I wonder whether the modern slew of Facebook games (and other “social” games) get people really thinking about and researching them when they’re not actually playing.  I’ve never played a game of this type;  with the direction the industry’s been going the last few years, maybe I really should.

(Also, for those hungry for MMORPG Tycoon 2 updates, yes, I’m still coding and making progress.  I’ll post an update tomorrow.  :) )


Sep 21 2010

Mauled by a bear

Tag: Full Games,MMORPG Tycoontrevor @ 11:24 pm

The very first time I’ve entered into combat and actually been chased and attacked by a monster.  It actually feels really different to do this yourself, rather than having AI subscribers doing it.

Thoughts:

  • Currently, monsters won’t attack you until you come within 10 meters of them.  This feels way, way too close.  I thought that I had a bug in the “consider attacking a player-controlled PC” code at first, before I tried coming a whole lot closer.  In retrospect, many MMORPGs consider melee range to be 5 meters — from that point of view, being invisible to monsters at a distance of 10 meters seems kind of silly.  I’ll probably need to increase this “monster aggression” distance to 30-40 meters, and vastly increase the size of grinding areas, so that monsters are much more spaced out, to compensate for their increased visual range.
  • Currently, combat feels really slow.  Right now, monsters (and AI PCs) currently attack once per second.  It seems a little odd that this feels slow to me; most MMOs I’ve played haven’t had you activating attacks much more frequently than once per second, I think?  Maybe it’s the lack of animations that’s hurting the general feeling, here.  (Please, anyone, feel free to correct me on this impression in the comments — I really don’t want to delve into WoW again just to measure attack timings.  :) )

Sep 21 2010

Today’s fun bug

Tag: Full Games,MMORPG Tycoontrevor @ 10:06 pm

So tonight, as part of bringing in the new combat system, I’ve smashed Monster Types and PC Classes together into the same thing.  That is, there’s no longer any difference between the classes that an AI subscriber can play, and the types of monsters that they can fight.  This means that it’ll be easily possible for the player to inhabit the body of a monster and test out monster attacks.  Or alternately, it should be possible to create monsters which use PC-playable class types.  (that is, if you have “Paladin”-class PCs, you should also be able to have “Paladin”-class monsters)

This is the big first step toward smashing together PCs and Monsters (and probably eventually NPCs as well) into just one thing;  this will allow easy support for PVP and similar systems.

Anyhow, after doing all this, Monsters suddenly stopped rendering once they’d been placed in the world.  They were rendered fine while the AI Developers brought them in from the graveyard, but as soon as an AI developer dropped it, *poof*, the monster would instantly vanish.  I spent about an hour debugging this today, to figure out why monsters were vanishing immediately after becoming active.  It eventually turned out to have been because the old Monster Types declared a “maximum health” value for monsters to use, while all PCs automatically had 10 hit points maximum.  Now that Monsters were using PC-style classes, they didn’t have a “maximum health” value to set their health to, so they died immediately after being placed into the world.  Oops!

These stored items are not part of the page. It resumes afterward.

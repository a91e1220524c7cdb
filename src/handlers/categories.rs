use super::common::{created_response, no_content_response, success_response, validate_input};
use crate::dto::{CreateSupplierCategoryRequest, UpdateSupplierCategoryRequest};
use crate::errors::ApiError;
use crate::AppState;
use axum::{
    extract::{Json, Path, Query, State},
    response::IntoResponse,
    routing::get,
    Router,
};
use serde::Deserialize;
use std::sync::Arc;

#[derive(Debug, Deserialize)]
#[serde(rename_all = "camelCase")]
pub struct CategoryListParams {
    pub is_active: Option<bool>,
}

async fn list_categories(
    State(state): State<Arc<AppState>>,
    Query(params): Query<CategoryListParams>,
) -> Result<impl IntoResponse, ApiError> {
    let categories = state.services.categories.get_categories(params.is_active).await?;
    Ok(success_response(categories))
}

async fn get_category(
    State(state): State<Arc<AppState>>,
    Path(id): Path<i32>,
) -> Result<impl IntoResponse, ApiError> {
    let category = state
        .services
        .categories
        .get_category(id)
        .await?
        .ok_or_else(|| ApiError::NotFound(format!("Supplier category {} not found", id)))?;
    Ok(success_response(category))
}

async fn create_category(
    State(state): State<Arc<AppState>>,
    Json(request): Json<CreateSupplierCategoryRequest>,
) -> Result<impl IntoResponse, ApiError> {
    validate_input(&request)?;
    let category = state.services.categories.create_category(request).await?;
    let location = format!("/v1/supplier-categories/{}", category.id);
    Ok(created_response(location, category))
}

async fn update_category(
    State(state): State<Arc<AppState>>,
    Path(id): Path<i32>,
    Json(request): Json<UpdateSupplierCategoryRequest>,
) -> Result<impl IntoResponse, ApiError> {
    validate_input(&request)?;
    let category = state
        .services
        .categories
        .update_category(id, request)
        .await?
        .ok_or_else(|| ApiError::NotFound(format!("Supplier category {} not found", id)))?;
    Ok(success_response(category))
}

async fn delete_category(
    State(state): State<Arc<AppState>>,
    Path(id): Path<i32>,
) -> Result<impl IntoResponse, ApiError> {
    let deleted = state.services.categories.delete_category(id).await?;
    if !deleted {
        return Err(ApiError::NotFound(format!(
            "Supplier category {} not found",
            id
        )));
    }
    Ok(no_content_response())
}

pub fn routes() -> Router<Arc<AppState>> {
    Router::new()
        .route("/", get(list_categories).post(create_category))
        .route(
            "/:id",
            get(get_category).put(update_category).delete(delete_category),
        )
}
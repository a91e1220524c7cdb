use crate::{
    db::DbPool,
    dto::{CreateSupplierCategoryRequest, SupplierCategoryResponse, UpdateSupplierCategoryRequest},
    entities::supplier_category,
    errors::ServiceError,
};
use sea_orm::{
    ActiveModelTrait, ColumnTrait, EntityTrait, PaginatorTrait, QueryFilter, QueryOrder, Set,
};
use std::sync::Arc;
use tracing::{error, info, instrument};

/// Service for managing supplier categories.
///
/// Categories are never hard-deleted through this service; deletion
/// flips `is_active` and keeps the row so existing suppliers retain
/// their classification.
#[derive(Clone)]
pub struct SupplierCategoryService {
    db_pool: Arc<DbPool>,
}

impl SupplierCategoryService {
    pub fn new(db_pool: Arc<DbPool>) -> Self {
        Self { db_pool }
    }

    /// Lists categories, active-only unless an explicit filter is given,
    /// ordered by name.
    #[instrument(skip(self))]
    pub async fn get_categories(
        &self,
        is_active: Option<bool>,
    ) -> Result<Vec<SupplierCategoryResponse>, ServiceError> {
        let db = &*self.db_pool;
        let categories = supplier_category::Entity::find()
            .filter(supplier_category::Column::IsActive.eq(is_active.unwrap_or(true)))
            .order_by_asc(supplier_category::Column::Name)
            .all(db)
            .await
            .map_err(|e| {
                error!("Failed to list supplier categories: {}", e);
                ServiceError::db_error(e)
            })?;

        Ok(categories.into_iter().map(Into::into).collect())
    }

    /// Gets a category by ID
    #[instrument(skip(self))]
    pub async fn get_category(
        &self,
        id: i32,
    ) -> Result<Option<SupplierCategoryResponse>, ServiceError> {
        let db = &*self.db_pool;
        let category = supplier_category::Entity::find_by_id(id)
            .one(db)
            .await
            .map_err(|e| {
                error!("Failed to fetch supplier category {}: {}", id, e);
                ServiceError::db_error(e)
            })?;

        Ok(category.map(Into::into))
    }

    /// Creates a new category. `is_active` defaults to true.
    #[instrument(skip(self))]
    pub async fn create_category(
        &self,
        request: CreateSupplierCategoryRequest,
    ) -> Result<SupplierCategoryResponse, ServiceError> {
        let db = &*self.db_pool;

        let model = supplier_category::ActiveModel {
            name: Set(request.name),
            description: Set(request.description),
            is_active: Set(request.is_active.unwrap_or(true)),
            ..Default::default()
        }
        .insert(db)
        .await
        .map_err(|e| {
            error!("Failed to create supplier category: {}", e);
            ServiceError::db_error(e)
        })?;

        info!(category_id = model.id, "Created supplier category");
        Ok(model.into())
    }

    /// Full replace of a category's mutable fields. Returns `None` when
    /// the category does not exist.
    #[instrument(skip(self))]
    pub async fn update_category(
        &self,
        id: i32,
        request: UpdateSupplierCategoryRequest,
    ) -> Result<Option<SupplierCategoryResponse>, ServiceError> {
        let db = &*self.db_pool;

        let Some(existing) = supplier_category::Entity::find_by_id(id)
            .one(db)
            .await
            .map_err(|e| {
                error!("Failed to fetch supplier category {}: {}", id, e);
                ServiceError::db_error(e)
            })?
        else {
            return Ok(None);
        };

        let mut active: supplier_category::ActiveModel = existing.into();
        active.name = Set(request.name);
        active.description = Set(request.description);
        active.is_active = Set(request.is_active);

        let updated = active.update(db).await.map_err(|e| {
            error!("Failed to update supplier category {}: {}", id, e);
            ServiceError::db_error(e)
        })?;

        info!(category_id = id, "Updated supplier category");
        Ok(Some(updated.into()))
    }

    /// Soft-deletes a category. Returns `false` when the category does
    /// not exist.
    #[instrument(skip(self))]
    pub async fn delete_category(&self, id: i32) -> Result<bool, ServiceError> {
        let db = &*self.db_pool;

        let Some(existing) = supplier_category::Entity::find_by_id(id)
            .one(db)
            .await
            .map_err(|e| {
                error!("Failed to fetch supplier category {}: {}", id, e);
                ServiceError::db_error(e)
            })?
        else {
            return Ok(false);
        };

        let mut active: supplier_category::ActiveModel = existing.into();
        active.is_active = Set(false);

        active.update(db).await.map_err(|e| {
            error!("Failed to deactivate supplier category {}: {}", id, e);
            ServiceError::db_error(e)
        })?;

        info!(category_id = id, "Deactivated supplier category");
        Ok(true)
    }

    /// Checks whether a category row exists (active or not)
    #[instrument(skip(self))]
    pub async fn category_exists(&self, id: i32) -> Result<bool, ServiceError> {
        let db = &*self.db_pool;
        let count = supplier_category::Entity::find()
            .filter(supplier_category::Column::Id.eq(id))
            .count(db)
            .await
            .map_err(|e| {
                error!("Failed to check supplier category {}: {}", id, e);
                ServiceError::db_error(e)
            })?;

        Ok(count > 0)
    }
}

On the plus side, Classes now set a maximum health.  This means that it’ll be possible to make glass-cannon mages and other fragile player classes, now!  (They still default to ten points)


Sep 20 2010

Today’s progress

Tag: Full Games,MMORPG Tycoontrevor @ 1:10 am

Didn’t get as much done today as I wanted to.

From yesterday’s list, I converted the top left information box to display the avatar’s statistics instead of the MMO statistics, and I got the player’s action bar to display and trigger the abilities of the avatar that the player’s currently inhabiting.

However, I ended up spending a lot of time debugging some memory leaks and miscellaneous crashes related to the new ability system, and so never made it to starting on the display issues of actually showing abilities recharging in the ability bar.  I still need to figure out how I want to do that.  I’ll try to get to it tomorrow!